EAST GRANBY, Conn. - The Connecticut National Guard’s 103rd Airlift Wing at Bradley Air National Guard Base is using computer-generated imagery to enhance readiness.

In 2021, the wing used innovation funds to purchase a driving simulator. The simulator, used by members of multiple units in the 103rd, enables members to practice driving maneuvers in various military vehicles through different courses and scenarios. The simulator helps Airmen and Soldiers become more comfortable driving large vehicles, such as fuel trucks, which are common in many units across the Guard.
“You can simulate basically every vehicle we have on base, whether it’s a fuel truck, a box truck, and all different kinds of tractor-trailers,” said Senior Master Sgt. Michael Mungavin, distribution superintendent assigned to the 103rd Logistics Readiness Squadron.

The simulator can program 40 different vehicles with automatic and manual transmissions. The level of gears is also interchangeable depending on the vehicle. Users can practice on multiple driving courses, including a defensive driving course, nighttime and winter driving.

“I’ve noticed more things on the road. You’re actually paying more attention, believe it or not, so I think that is a huge benefit,” said Mungavin.

The versatility of the simulator helps support the Multi-capable Airman concept of training Airmen in skills outside their Air Force specialty. Bradley, the only base in New England to have this technology, enables neighboring units to conduct training using the simulator.

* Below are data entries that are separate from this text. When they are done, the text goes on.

//! Cache statistics and store health
//!
//! [`StatsReporter`] combines the server's own figures (key count, memory,
//! uptime, connections) with the hit/miss counters of a [`NamespacedCache`]
//! and, optionally, the embedding memo counters.

use crate::cache::{CacheCounters, NamespacedCache};
use crate::connection::RedisConfig;
use crate::embedding::{EmbeddingMemoCache, MemoStats};
use crate::error::{CacheError, Result};
use crate::kv::KeyValueStore;
use chrono::{DateTime, Utc};
use serde::{Deserialize, Serialize};
use std::sync::Arc;
use std::time::{Duration, Instant};
use tracing::{debug, warn};

/// Connection figures reported by the server
#[derive(Debug, Clone, Default, PartialEq, Eq, Serialize, Deserialize)]
pub struct ConnectionInfo {
    pub total_connections: u64,
    pub connected_clients: u64,
}

/// Snapshot returned by [`StatsReporter::get_stats`]
#[derive(Debug, Clone, Serialize, Deserialize)]
pub struct CacheReport {
    pub total_keys: u64,
    pub used_memory_bytes: u64,
    pub used_memory_human: String,
    pub uptime_seconds: u64,

    /// `hit_count / total_requests`, 0 when nothing was looked up
    pub hit_rate: f64,
    pub hit_count: u64,
    pub miss_count: u64,
    pub total_requests: u64,

    pub connection: ConnectionInfo,

    /// Embedding memo counters, when a memo is attached
    #[serde(skip_serializing_if = "Option::is_none")]
    pub memo: Option<MemoStats>,
}

/// Health status enum
#[derive(Debug, Clone, Copy, PartialEq, Eq, Serialize, Deserialize)]
pub enum HealthStatus {
    /// Store is healthy and responsive
    Healthy,
    /// Store is responsive but slow (above degraded threshold)
    Degraded,
    /// Store is not responsive or erroring
    Unhealthy,
}

impl HealthStatus {
    /// Convert to HTTP status code equivalent
    pub fn to_http_status_code(&self) -> u16 {
        match self {
            HealthStatus::Healthy => 200,
            HealthStatus::Degraded => 200,
            HealthStatus::Unhealthy => 503,
        }
    }

    /// Check if status is healthy or degraded (operational)
    pub fn is_operational(&self) -> bool {
        matches!(self, HealthStatus::Healthy | HealthStatus::Degraded)
    }
}

/// Detailed health check result
#[derive(Debug, Clone, Serialize, Deserialize)]
pub struct HealthCheckResult {
    /// Overall health status
    pub status: HealthStatus,
    /// PING round trip in milliseconds
    pub response_time_ms: u64,
    /// Timestamp of the health check
    pub timestamp: DateTime<Utc>,
    /// Error message (if unhealthy)
    pub error: Option<String>,
}

impl HealthCheckResult {
    fn responsive(response_time: Duration, degraded_threshold_ms: u64) -> Self {
        let response_time_ms = response_time.as_millis() as u64;
        let status = if response_time_ms > degraded_threshold_ms {
            HealthStatus::Degraded
        } else {
            HealthStatus::Healthy
        };

        Self {
            status,
            response_time_ms,
            timestamp: Utc::now(),
            error: None,
        }
    }

    fn unhealthy(response_time: Duration, error: &str) -> Self {
        Self {
            status: HealthStatus::Unhealthy,
            response_time_ms: response_time.as_millis() as u64,
            timestamp: Utc::now(),
            error: Some(error.to_string()),
        }
    }
}

/// Reports usage statistics and health of the cache's backing store
pub struct StatsReporter {
    store: Arc<dyn KeyValueStore>,
    counters: Arc<CacheCounters>,
    memo: Option<Arc<EmbeddingMemoCache>>,
    degraded_threshold_ms: u64,
}

impl StatsReporter {
    /// Reporter for `cache`, sharing its store and hit/miss counters.
    ///
    /// The degraded threshold starts at the [`RedisConfig`] default. A store
    /// opened with a custom threshold should go through
    /// [`with_redis_config`](Self::with_redis_config).
    pub fn new(cache: &NamespacedCache) -> Self {
        Self {
            store: Arc::clone(cache.store()),
            counters: cache.counters(),
            memo: None,
            degraded_threshold_ms: RedisConfig::default().degraded_threshold_ms,
        }
    }

    /// Use the degraded threshold of the configuration the store was opened with
    pub fn with_redis_config(self, config: &RedisConfig) -> Self {
        self.with_degraded_threshold(config.degraded_threshold_ms)
    }

    /// Include embedding memo counters in reports
    pub fn with_memo(mut self, memo: Arc<EmbeddingMemoCache>) -> Self {
        self.memo = Some(memo);
        self
    }

    /// PING latency above which the store is reported as degraded
    pub fn with_degraded_threshold(mut self, threshold_ms: u64) -> Self {
        self.degraded_threshold_ms = threshold_ms;
        self
    }

    /// Current statistics.
    ///
    /// Fails with [`CacheError::ConnectionError`] when the store cannot be
    /// reached; figures are never zero-filled.
    pub async fn get_stats(&self) -> Result<CacheReport> {
        let info = self.store.server_info().await.map_err(|e| {
            warn!("Cache statistics unavailable: {}", e);
            if e.is_connectivity() {
                CacheError::ConnectionError(format!("cache statistics unavailable: {}", e))
            } else {
                e
            }
        })?;

        let counts = self.counters.snapshot();
        let memo = match &self.memo {
            Some(memo) => Some(memo.stats().await),
            None => None,
        };

        debug!("Collected cache statistics: {} keys, {}", info.total_keys, counts);

        Ok(CacheReport {
            total_keys: info.total_keys,
            used_memory_bytes: info.used_memory_bytes,
            used_memory_human: info.used_memory_human,
            uptime_seconds: info.uptime_seconds,
            hit_rate: counts.hit_rate(),
            hit_count: counts.hits,
            miss_count: counts.misses,
            total_requests: counts.total_requests(),
            connection: ConnectionInfo {
                total_connections: info.total_connections,
                connected_clients: info.connected_clients,
            },
            memo,
        })
    }

    /// PING the store and classify the result.
    ///
    /// Always returns a result; failures are reported as `Unhealthy`.
    pub async fn health_check(&self) -> HealthCheckResult {
        let start = Instant::now();
        match self.store.ping().await {
            Ok(()) => {
                let result =
                    HealthCheckResult::responsive(start.elapsed(), self.degraded_threshold_ms);
                if result.status == HealthStatus::Degraded {
                    warn!(
                        "Store responded slowly: {}ms (threshold: {}ms)",
                        result.response_time_ms, self.degraded_threshold_ms
                    );
                }
                result
            }
            Err(e) => {
                warn!("Store health check failed: {}", e);
                HealthCheckResult::unhealthy(start.elapsed(), &e.to_string())
            }
        }
    }
}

“There’s all these different units that could come and benefit from it,” said Mungavin. “So getting them prepared and driving, that is a huge help for people.”

Aside from teaching valuable road skills, the simulator optimizes instruction time, allowing instructors to train multiple people simultaneously. Previous training sessions only allowed a ratio of one instructor to one student. 

“One person could just be in there on their own getting training while the trainers are actually driving with somebody else,” said Mungavin.

The simulator bolsters readiness for the many situations Connecticut National Guard members may face on base or in a deployed environment.